Yes — marketing agency acquisitions are SBA 7(a) eligible, and most deals in the $1M–$5M revenue range are structured with SBA financing. A typical structure includes a buyer equity injection of 10–20%, an SBA 7(a) loan covering the majority of the purchase price, and potentially a seller note to bridge any gap between appraised value and purchase price. SBA financing is beneficial to sellers because it maximizes the cash the buyer can put toward your deal, reducing the need for large seller notes or equity rollovers. However, SBA lenders require clean reviewed financials, a profitable operating history, and a viable transition plan — all of which your exit preparation work directly supports.

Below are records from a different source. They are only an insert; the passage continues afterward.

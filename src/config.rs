//! Site-wide settings shared by every rendered page and the feed. These are
//! read from a `quire.yaml` file; any field the file leaves out keeps the
//! value from [`SiteConfig::default`].

use serde::Deserialize;
use std::collections::BTreeMap;
use std::fmt;
use std::fs::File;
use std::path::{Path, PathBuf};
use url::Url;

/// The file name [`SiteConfig::discover`] looks for.
pub const CONFIG_FILE_NAME: &str = "quire.yaml";

const DEFAULT_URL: &str = "https://mbottoni.github.io";

/// The author credited in the feed.
#[derive(Clone, Debug, Deserialize, PartialEq)]
pub struct Author {
    pub name: String,

    #[serde(default)]
    pub email: Option<String>,
}

/// A header navigation link.
#[derive(Clone, Debug, Deserialize, PartialEq)]
pub struct NavLink {
    pub label: String,
    pub href: String,
}

#[derive(Clone, Debug, Deserialize)]
#[serde(default)]
pub struct SiteConfig {
    /// The absolute URL the site is served from. Site-relative paths are
    /// appended to it verbatim, so it should not carry a path of its own.
    pub url: Url,

    /// Used for the header link, the home page `<title>` and the feed title.
    pub title: String,

    /// The blurb used as the home page description and the feed subtitle.
    pub description: String,

    pub author: Author,

    /// GitHub user name linked from the footer.
    pub github: String,

    /// Prefix for the footer's "Fix typo" link; a page's source path is
    /// appended to it.
    pub edit_base: String,

    /// Site-relative path of the Atom feed.
    pub feed_path: String,

    pub nav: Vec<NavLink>,

    /// Extra stylesheets (relative to `/css/`) for standalone pages, keyed by
    /// page name.
    pub page_styles: BTreeMap<String, String>,

    /// Source path reported by the listing pages' edit links.
    pub templates_src: String,
}

impl Default for SiteConfig {
    fn default() -> Self {
        SiteConfig {
            url: Url::parse(DEFAULT_URL).expect("DEFAULT_URL is a valid URL"),
            title: "mbottoni".to_owned(),
            description: "Yet another programming blog by Maruan Bakri Ottoni aka mbottoni."
                .to_owned(),
            author: Author {
                name: "Maruan Bakri Ottoni".to_owned(),
                email: Some("maruanbakriottoni@gmail.com".to_owned()),
            },
            github: "mbottoni".to_owned(),
            edit_base: "https://github.com/mbottoni/mbottoni.github.io/edit/master".to_owned(),
            feed_path: "/feed.xml".to_owned(),
            nav: vec![
                NavLink {
                    label: "About".to_owned(),
                    href: "/about.html".to_owned(),
                },
                NavLink {
                    label: "Resume".to_owned(),
                    href: "/resume.html".to_owned(),
                },
                NavLink {
                    label: "Links".to_owned(),
                    href: "/links.html".to_owned(),
                },
            ],
            page_styles: BTreeMap::from([("resume".to_owned(), "resume.css".to_owned())]),
            templates_src: "/src/render.rs".to_owned(),
        }
    }
}

impl SiteConfig {
    /// Joins a site-relative `path` onto the site URL. `path` is appended as
    /// is, so `""` yields the bare site URL.
    pub fn absolute(&self, path: &str) -> String {
        format!("{}{}", self.url.as_str().trim_end_matches('/'), path)
    }

    /// The absolute URL of the Atom feed.
    pub fn feed_url(&self) -> String {
        self.absolute(&self.feed_path)
    }

    /// Loads a [`SiteConfig`] from a YAML file.
    pub fn from_file(path: &Path) -> Result<SiteConfig> {
        let file = File::open(path).map_err(|err| Error::Open {
            path: path.to_owned(),
            err,
        })?;
        serde_yaml::from_reader(file).map_err(|err| Error::Parse {
            path: path.to_owned(),
            err,
        })
    }

    /// Looks for [`CONFIG_FILE_NAME`] in `dir` and then in each of its
    /// ancestors, loading the first one found. Returns `Ok(None)` when no
    /// directory up to the root has one.
    pub fn discover(dir: &Path) -> Result<Option<SiteConfig>> {
        let mut current = Some(dir);
        while let Some(dir) = current {
            let path = dir.join(CONFIG_FILE_NAME);
            if path.is_file() {
                log::debug!("loading site config from `{}`", path.display());
                return SiteConfig::from_file(&path).map(Some);
            }
            current = dir.parent();
        }
        Ok(None)
    }
}

type Result<T> = std::result::Result<T, Error>;

/// Represents a problem loading a [`SiteConfig`].
#[derive(Debug)]
pub enum Error {
    /// Returned when the config file can't be opened.
    Open { path: PathBuf, err: std::io::Error },

    /// Returned when the config file isn't valid YAML or doesn't match the
    /// [`SiteConfig`] schema.
    Parse {
        path: PathBuf,
        err: serde_yaml::Error,
    },
}

impl fmt::Display for Error {
    /// Implements [`fmt::Display`] for [`Error`].
    fn fmt(&self, f: &mut fmt::Formatter) -> fmt::Result {
        match self {
            Error::Open { path, err } => {
                write!(f, "Opening config file `{}`: {}", path.display(), err)
            }
            Error::Parse { path, err } => {
                write!(f, "Parsing config file `{}`: {}", path.display(), err)
            }
        }
    }
}

impl std::error::Error for Error {
    /// Implements [`std::error::Error`] for [`Error`].
    fn source(&self) -> Option<&(dyn std::error::Error + 'static)> {
        match self {
            Error::Open { path: _, err } => Some(err),
            Error::Parse { path: _, err } => Some(err),
        }
    }
}

#[cfg(test)]
mod test {
    use super::*;
    use pretty_assertions::assert_eq;
    use std::io::Write;

    #[test]
    fn test_absolute_joins_without_double_slash() {
        let config = SiteConfig::default();
        assert_eq!(
            "https://mbottoni.github.io/themes/frontier.html",
            config.absolute("/themes/frontier.html")
        );
        assert_eq!("https://mbottoni.github.io", config.absolute(""));
        assert_eq!("https://mbottoni.github.io/feed.xml", config.feed_url());
    }

    #[test]
    fn test_from_file_overrides_only_given_fields() -> std::result::Result<(), Box<dyn std::error::Error>> {
        let dir = tempfile::tempdir()?;
        let path = dir.path().join(CONFIG_FILE_NAME);
        let mut file = File::create(&path)?;
        writeln!(file, "url: https://example.org")?;
        writeln!(file, "title: example")?;
        writeln!(file, "author:")?;
        writeln!(file, "  name: Jane Doe")?;
        drop(file);

        let config = SiteConfig::from_file(&path)?;
        assert_eq!("example", config.title);
        assert_eq!("https://example.org/feed.xml", config.feed_url());
        assert_eq!(None, config.author.email);
        assert_eq!(SiteConfig::default().nav, config.nav);
        assert_eq!(SiteConfig::default().description, config.description);
        Ok(())
    }

    #[test]
    fn test_discover_searches_ancestors() -> std::result::Result<(), Box<dyn std::error::Error>> {
        let dir = tempfile::tempdir()?;
        std::fs::write(dir.path().join(CONFIG_FILE_NAME), "title: found\n")?;
        let nested = dir.path().join("a").join("b");
        std::fs::create_dir_all(&nested)?;

        let config = SiteConfig::discover(&nested)?;
        assert_eq!(Some("found".to_owned()), config.map(|c| c.title));
        Ok(())
    }

    #[test]
    fn test_from_file_reports_path() {
        let err = SiteConfig::from_file(Path::new("/does/not/exist.yaml")).unwrap_err();
        assert!(err.to_string().contains("/does/not/exist.yaml"));
    }

    #[test]
    fn test_from_file_rejects_bad_url() -> std::result::Result<(), Box<dyn std::error::Error>> {
        let dir = tempfile::tempdir()?;
        let path = dir.path().join(CONFIG_FILE_NAME);
        std::fs::write(&path, "url: not a url\n")?;
        assert!(matches!(
            SiteConfig::from_file(&path),
            Err(Error::Parse { .. })
        ));
        Ok(())
    }
}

The single biggest mistake is waiting too long to start reducing owner dependency in client relationships. Most agency founders are the primary relationship holder for their top clients — clients who call them directly, trust them personally, and whose loyalty is tied to the founder rather than the agency brand or team. When a buyer discovers this in due diligence, it either kills the deal or forces a heavy earnout structure. The fix requires 12–18 months of deliberate, proactive relationship transition work — introducing account managers, stepping back from day-to-day contact, and letting clients build trust with the team. This cannot be rushed in the final months before going to market.
In practice, intangible assets like brand reputation, creative talent, and proprietary processes are valued indirectly through the EBITDA multiple — not as standalone line items. A strong brand reputation in a defined niche, a proprietary reporting framework, or a documented delivery methodology all contribute to revenue stickiness, client retention, and premium pricing power, which flow through to higher margins and higher EBITDA. Higher-quality EBITDA supports a higher multiple. To maximize credit for these intangible assets, you need to articulate them clearly in your management presentation with evidence — client tenure data, retention rates, pricing premiums versus generalist competitors, and specific client testimonials about why they stay.